### Assigned task
Check every line below for the word "remove" and show those that hold it.

### Material provided
impl Session {
    /// A freshly created session echoing the request, in status REQUESTED.
    pub fn requested(session_id: impl Into<String>, request: &CreateSession) -> Self {
        Self {
            session_id: session_id.into(),
            device: request.device.clone(),
            application_server: request.application_server.clone(),
            device_ports: request.device_ports.clone(),
            application_server_ports: request.application_server_ports.clone(),
            qos_profile: request.qos_profile.clone(),
            sink: request.sink.clone(),
            duration: request.duration,
            qos_status: QosStatus::Requested,
            status_info: None,
            started_at: None,
            expires_at: None,
            error: None,
        }
    }

    /// The request this session answers, for adapters that need it on refresh.
    pub fn to_request(&self) -> CreateSession {
        CreateSession {
            device: self.device.clone(),
            application_server: self.application_server.clone(),
            device_ports: self.device_ports.clone(),
            application_server_ports: self.application_server_ports.clone(),
            qos_profile: self.qos_profile.clone(),
            sink: self.sink.clone(),
            duration: self.duration,
        }
    }

    /// Marks the session as confirmed by the backend.
    pub fn confirm(&mut self, now: DateTime<Utc>) {
        self.qos_status = QosStatus::Available;
        self.status_info = None;
        let started = *self.started_at.get_or_insert(now);
        if self.expires_at.is_none() {
            self.expires_at = Some(started + Duration::seconds(i64::from(self.duration)));
        }
    }

    /// Marks the session as torn down for the given reason.
    pub fn terminate(&mut self, reason: StatusInfo) {
        self.qos_status = QosStatus::Unavailable;
        self.status_info = Some(reason);
    }

    /// Extends a running session.
    ///
    /// Only an AVAILABLE session can be extended. Any other status yields a
    /// conflict and leaves `duration` and `expires_at` untouched.
    pub fn extend(&mut self, additional_secs: u32) -> Result<(), BridgeError> {
        if self.qos_status != QosStatus::Available {
            return Err(BridgeError::Conflict {
                code: SESSION_EXTENSION_NOT_ALLOWED.to_string(),
                message: format!(
                    "session {} is {} and cannot be extended",
                    self.session_id, self.qos_status
                ),
            });
        }
        self.duration = self.duration.saturating_add(additional_secs);
        if let Some(expires_at) = self.expires_at {
            self.expires_at = Some(expires_at + Duration::seconds(i64::from(additional_secs)));
        }
        Ok(())
    }
}

// --- Traffic influence ---

/// Lifecycle state of a traffic-influence resource.
#[derive(Debug, Clone, Copy, PartialEq, Eq, Display, EnumString, Serialize, Deserialize)]
#[strum(serialize_all = "snake_case")]
#[serde(rename_all = "snake_case")]
pub enum TrafficInfluenceState {
    Ordered,
    Created,
    Active,
    Error,
    DeletionInProgress,
    Deleted,
}

impl TrafficInfluenceState {
    /// Whether moving from `self` to `next` is a legal transition.
    ///
    /// States only move forward, except that an active resource is re-ordered
    /// while a modification is applied, and can fall into `error` when the
    /// backend rejects a call.
    pub fn can_transition_to(self, next: Self) -> bool {
        use TrafficInfluenceState::*;
        matches!(
            (self, next),
            (Ordered, Created | Active | Error | DeletionInProgress)
                | (Created, Active | Error | DeletionInProgress)
                | (Active, Ordered | Error | DeletionInProgress)
                | (Error, DeletionInProgress)
                | (DeletionInProgress, Deleted | Error)
        )
    }
}

#[derive(Debug, Clone, Default, PartialEq, Eq, Serialize, Deserialize)]
#[serde(rename_all = "camelCase")]
pub struct SourceTrafficFilters {
    #[serde(default, skip_serializing_if = "Option::is_none")]
    pub source_port: Option<u16>,
}
impl BridgeService {
    pub fn new(registry: Arc<AdapterRegistry>) -> Self {
        Self {
            registry,
            locks: ResourceLocks::new(),
            sessions: DashMap::new(),
            traffic: DashMap::new(),
        }
    }

    pub fn registry(&self) -> &AdapterRegistry {
        &self.registry
    }

    // --- Quality on demand ---

    /// Creates a session on the active adapter of `domain`.
    ///
    /// The capability gate comes first, then the request shape is checked
    /// before the adapter sees it.
    pub async fn create_session(
        &self,
        domain: AdapterDomain,
        request: &CreateSession,
    ) -> Result<Session, BridgeError> {
        let adapter = self.registry.require(domain)?;
        adapter
            .capabilities()
            .require(adapter.name(), qod_capability(domain))?;
        let qod = adapter
            .as_qod()
            .ok_or_else(|| unsupported(adapter.as_ref(), qod_capability(domain)))?;
        let errors = request.validation_errors();
        if !errors.is_empty() {
            return Err(BridgeError::Validation {
                backend: adapter.name().to_string(),
                reasons: errors,
            });
        }

        let session = qod.create_session(request).await?;
        if session.session_id.is_empty() {
            // The backend refused the session and the adapter reported it
            // instead of failing. There is nothing to track.
            warn!(
                backend = adapter.name(),
                status = ?session.status_info,
                "session not created"
            );
            return Ok(session);
        }

        info!(
            backend = adapter.name(),
            session_id = %session.session_id,
            qos_profile = %session.qos_profile,
            "session created"
        );
        self.sessions.insert(
            session.session_id.clone(),
            SessionRecord {
                domain,
                session: session.clone(),
            },
        );
        Ok(session)
    }

    /// Refreshes a session from its backend.
    ///
    /// A confirmed session becomes AVAILABLE. A backend failure that implies
    /// the session is gone marks it UNAVAILABLE before the error is returned.
    pub async fn get_session(&self, session_id: &str) -> Result<Session, BridgeError> {
        let _guard = self.locks.lock(session_id).await;
        let (domain, mut session) = self
            .sessions
            .get(session_id)
            .map(|r| (r.domain, r.session.clone()))
            .ok_or_else(|| not_found(SESSION, session_id))?;

        let adapter = self.registry.require(domain)?;
        let qod = adapter
            .as_qod()
            .ok_or_else(|| unsupported(adapter.as_ref(), qod_capability(domain)))?;

        match qod.get_session(session_id, Some(&session.to_request())).await {
            Ok(remote) if remote.qos_status == QosStatus::Unavailable => {
                session.terminate(remote.status_info.unwrap_or(StatusInfo::NetworkTerminated));
            }
            Ok(_) => session.confirm(Utc::now()),
            Err(e) => {
                if let Some(reason) = e.status_info() {
                    warn!(session_id, %reason, error = %e, "backend lost session");
                    session.terminate(reason);
                    self.store_session(domain, &session);
                }
                return Err(e);
            }
        }
        self.store_session(domain, &session);
        Ok(session)
    }

    fn store_session(&self, domain: AdapterDomain, session: &Session) {
        if let Some(mut record) = self.sessions.get_mut(&session.session_id) {
            record.domain = domain;
            record.session = session.clone();
        }
    }

    /// Deletes a session on its backend and forgets it.
    pub async fn delete_session(&self, session_id: &str) -> Result<Session, BridgeError> {
        let _guard = self.locks.lock(session_id).await;
        let domain = self
            .sessions
            .get(session_id)
            .map(|r| r.domain)
            .ok_or_else(|| not_found(SESSION, session_id))?;

        let adapter = self.registry.require(domain)?;
        let qod = adapter
            .as_qod()
            .ok_or_else(|| unsupported(adapter.as_ref(), qod_capability(domain)))?;
        qod.delete_session(session_id).await?;

        let (_, record) = self
            .sessions
            .remove(session_id)
            .ok_or_else(|| not_found(SESSION, session_id))?;
        let mut session = record.session;
        session.terminate(StatusInfo::DeleteRequested);
        info!(backend = adapter.name(), session_id, "session deleted");
        Ok(session)
    }

    /// Extends an AVAILABLE session by `additional_secs`.
    ///
    /// Any other status is a conflict and leaves the session unchanged.
    pub async fn extend_session(
        &self,
        session_id: &str,
        additional_secs: u32,
    ) -> Result<Session, BridgeError> {
        let _guard = self.locks.lock(session_id).await;
        let mut record = self
            .sessions
            .get_mut(session_id)
            .ok_or_else(|| not_found(SESSION, session_id))?;
        record.session.extend(additional_secs)?;
        info!(
            session_id,
            additional_secs,
            duration = record.session.duration,
            "session extended"
        );
        Ok(record.session.clone())
    }

    /// Sessions known to this bridge, optionally only those of `device`.
    pub fn list_sessions(&self, device: Option<&Device>) -> Vec<Session> {
        let mut sessions: Vec<Session> = self
            .sessions
            .iter()
            .filter(|r| device.is_none_or(|d| r.session.device.as_ref() == Some(d)))
            .map(|r| r.session.clone())
            .collect();
        sessions.sort_by(|a, b| a.session_id.cmp(&b.session_id));
        sessions
    }

    // --- Traffic influence ---

    /// Creates a resource: `ordered`, then `active` once the backend accepts it.
    pub async fn create_traffic_influence(
        &self,
        request: &TrafficInfluence,
    ) -> Result<TrafficInfluence, BridgeError> {
        let adapter = self.registry.network()?;
        let ti = adapter
            .as_traffic_influence()
            .ok_or_else(|| unsupported(adapter.as_ref(), Capability::TrafficInfluence))?;

        let mut resource = request.clone();
        resource.state = Some(TrafficInfluenceState::Ordered);
        let created = ti.create_traffic_influence(&resource).await?;
        let id = created.traffic_influence_id.clone().ok_or_else(|| {
            BridgeError::MalformedBackendResponse {
                detail: "traffic influence created without an id".to_string(),
            }
        })?;

        resource.traffic_influence_id = Some(id.clone());
        advance(&mut resource, TrafficInfluenceState::Active)?;
        info!(backend = adapter.name(), traffic_influence_id = %id, "traffic influence active");
        self.traffic.insert(id, resource.clone());
        Ok(resource)
    }

    /// Replaces an `active` resource. It is re-ordered while the backend
    /// applies the change and ends `active`, or `error` on failure.
    pub async fn update_traffic_influence(
        &self,
        id: &str,
        request: &TrafficInfluence,
    ) -> Result<TrafficInfluence, BridgeError> {
        let _guard = self.locks.lock(id).await;
        let mut resource = self
            .traffic
            .get(id)
            .map(|r| r.value().clone())
            .ok_or_else(|| not_found(TRAFFIC_INFLUENCE, id))?;
        if resource.state != Some(TrafficInfluenceState::Active) {
            return Err(BridgeError::Conflict {
                code: TRAFFIC_INFLUENCE_INVALID_STATE.to_string(),
                message: format!(
                    "traffic influence {id} is {} and cannot be modified",
                    resource.state.unwrap_or(TrafficInfluenceState::Ordered)
                ),
            });
        }

        let adapter = self.registry.network()?;
        let ti = adapter
            .as_traffic_influence()
            .ok_or_else(|| unsupported(adapter.as_ref(), Capability::TrafficInfluence))?;

        advance(&mut resource, TrafficInfluenceState::Ordered)?;
        self.traffic.insert(id.to_string(), resource.clone());

        match ti.update_traffic_influence(id, request).await {
            Ok(_) => {
                let mut updated = request.clone();
                updated.traffic_influence_id = Some(id.to_string());
                updated.state = resource.state;
                advance(&mut updated, TrafficInfluenceState::Active)?;
                self.traffic.insert(id.to_string(), updated.clone());
                info!(traffic_influence_id = id, "traffic influence updated");
                Ok(updated)
            }
            Err(e) => {
                advance(&mut resource, TrafficInfluenceState::Error)?;
                self.traffic.insert(id.to_string(), resource);
                warn!(traffic_influence_id = id, error = %e, "traffic influence update failed");
                Err(e)
            }
        }
    }

    /// Fetches a resource from the backend, keeping the locally tracked state.
    pub async fn get_traffic_influence(&self, id: &str) -> Result<TrafficInfluence, BridgeError> {
        let state = self
            .traffic
            .get(id)
            .map(|r| r.state)
            .ok_or_else(|| not_found(TRAFFIC_INFLUENCE, id))?;

        let adapter = self.registry.network()?;
        let ti = adapter
            .as_traffic_influence()
            .ok_or_else(|| unsupported(adapter.as_ref(), Capability::TrafficInfluence))?;
        let mut resource = ti.get_traffic_influence(id).await?;
        resource.state = state;
        Ok(resource)
    }

    /// Every resource the backend holds, with local state where it is tracked.
    pub async fn list_traffic_influence(&self) -> Result<Vec<TrafficInfluence>, BridgeError> {
        let adapter = self.registry.network()?;
        let ti = adapter
            .as_traffic_influence()
            .ok_or_else(|| unsupported(adapter.as_ref(), Capability::TrafficInfluence))?;

        let mut resources = ti.list_traffic_influence().await?;
        for resource in &mut resources {
            let tracked = resource
                .traffic_influence_id
                .as_deref()
                .and_then(|id| self.traffic.get(id).and_then(|r| r.state));
            if tracked.is_some() {
                resource.state = tracked;
            }
        }
        Ok(resources)
    }

    /// Deletes a resource: `deletion_in_progress`, then `deleted`.
    pub async fn delete_traffic_influence(
        &self,
        id: &str,
    ) -> Result<TrafficInfluence, BridgeError> {
        let _guard = self.locks.lock(id).await;
        let mut resource = self
            .traffic
            .get(id)
            .map(|r| r.value().clone())
            .ok_or_else(|| not_found(TRAFFIC_INFLUENCE, id))?;

        let adapter = self.registry.network()?;
        let ti = adapter
            .as_traffic_influence()
            .ok_or_else(|| unsupported(adapter.as_ref(), Capability::TrafficInfluence))?;

        advance(&mut resource, TrafficInfluenceState::DeletionInProgress)?;
        self.traffic.insert(id.to_string(), resource.clone());

        if let Err(e) = ti.delete_traffic_influence(id).await {
            advance(&mut resource, TrafficInfluenceState::Error)?;
            self.traffic.insert(id.to_string(), resource);
            warn!(traffic_influence_id = id, error = %e, "traffic influence delete failed");
            return Err(e);
        }

        advance(&mut resource, TrafficInfluenceState::Deleted)?;
        self.traffic.remove(id);
        info!(traffic_influence_id = id, "traffic influence deleted");
        Ok(resource)
    }

    // --- Location and simulator control ---

    pub async fn retrieve_location(
        &self,
        request: &LocationRetrievalRequest,
    ) -> Result<Location, BridgeError> {
        let adapter = self.registry.network()?;
        let location = adapter
            .as_location()
            .ok_or_else(|| unsupported(adapter.as_ref(), Capability::LocationRetrieval))?;
        location.retrieve_location(request).await
    }

    pub async fn simulation_status(&self) -> Result<Value, BridgeError> {
        let adapter = self.registry.network()?;
        let control = adapter
            .as_core_control()
            .ok_or_else(|| unsupported(adapter.as_ref(), Capability::CoreControl))?;
        control.simulation_status().await
    }

    pub async fn start_simulation(&self) -> Result<Value, BridgeError> {
        let adapter = self.registry.network()?;
        let control = adapter
            .as_core_control()
            .ok_or_else(|| unsupported(adapter.as_ref(), Capability::CoreControl))?;
        control.start_simulation().await
    }

    pub async fn stop_simulation(&self) -> Result<Value, BridgeError> {
        let adapter = self.registry.network()?;
        let control = adapter
            .as_core_control()
            .ok_or_else(|| unsupported(adapter.as_ref(), Capability::CoreControl))?;
        control.stop_simulation().await
    }

    pub async fn configure_simulation(&self, config: &Value) -> Result<Value, BridgeError> {
        let adapter = self.registry.network()?;
        let control = adapter
            .as_core_control()
            .ok_or_else(|| unsupported(adapter.as_ref(), Capability::CoreControl))?;
        control.configure_simulation(config).await
    }

    // --- Device status and number verification ---

    pub async fn ue_profile(&self, lookup: &UeLookup) -> Result<UeProfile, BridgeError> {
        let adapter = self.registry.network()?;
        let status = adapter
            .as_device_status()
            .ok_or_else(|| unsupported(adapter.as_ref(), Capability::DeviceStatus))?;
        status.ue_profile(lookup).await
    }

    pub async fn reachability_status(&self, ip: &str) -> Result<ReachabilityStatus, BridgeError> {
        let adapter = self.registry.network()?;
        let status = adapter
            .as_device_status()
            .ok_or_else(|| unsupported(adapter.as_ref(), Capability::DeviceStatus))?;
        status.reachability_status(ip).await
    }

    pub async fn roaming_status(&self, ip: &str) -> Result<RoamingStatus, BridgeError> {
        let adapter = self.registry.network()?;
        let status = adapter
            .as_device_status()
            .ok_or_else(|| unsupported(adapter.as_ref(), Capability::DeviceStatus))?;
        status.roaming_status(ip).await
    }

    pub async fn device_phone_number(&self, ip: &str) -> Result<DevicePhoneNumber, BridgeError> {
        let adapter = self.registry.network()?;
        let numbers = adapter
            .as_number_verification()
            .ok_or_else(|| unsupported(adapter.as_ref(), Capability::NumberVerification))?;
        numbers.device_phone_number(ip).await
    }

    pub async fn verify_phone_number(
        &self,
        ip: &str,
        request: &NumberVerificationRequest,
    ) -> Result<NumberVerification, BridgeError> {
        let adapter = self.registry.network()?;
        let numbers = adapter
            .as_number_verification()
            .ok_or_else(|| unsupported(adapter.as_ref(), Capability::NumberVerification))?;
        numbers.verify_phone_number(ip, request).await
    }
}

### Reply
            .remove(session_id)
        self.traffic.remove(id);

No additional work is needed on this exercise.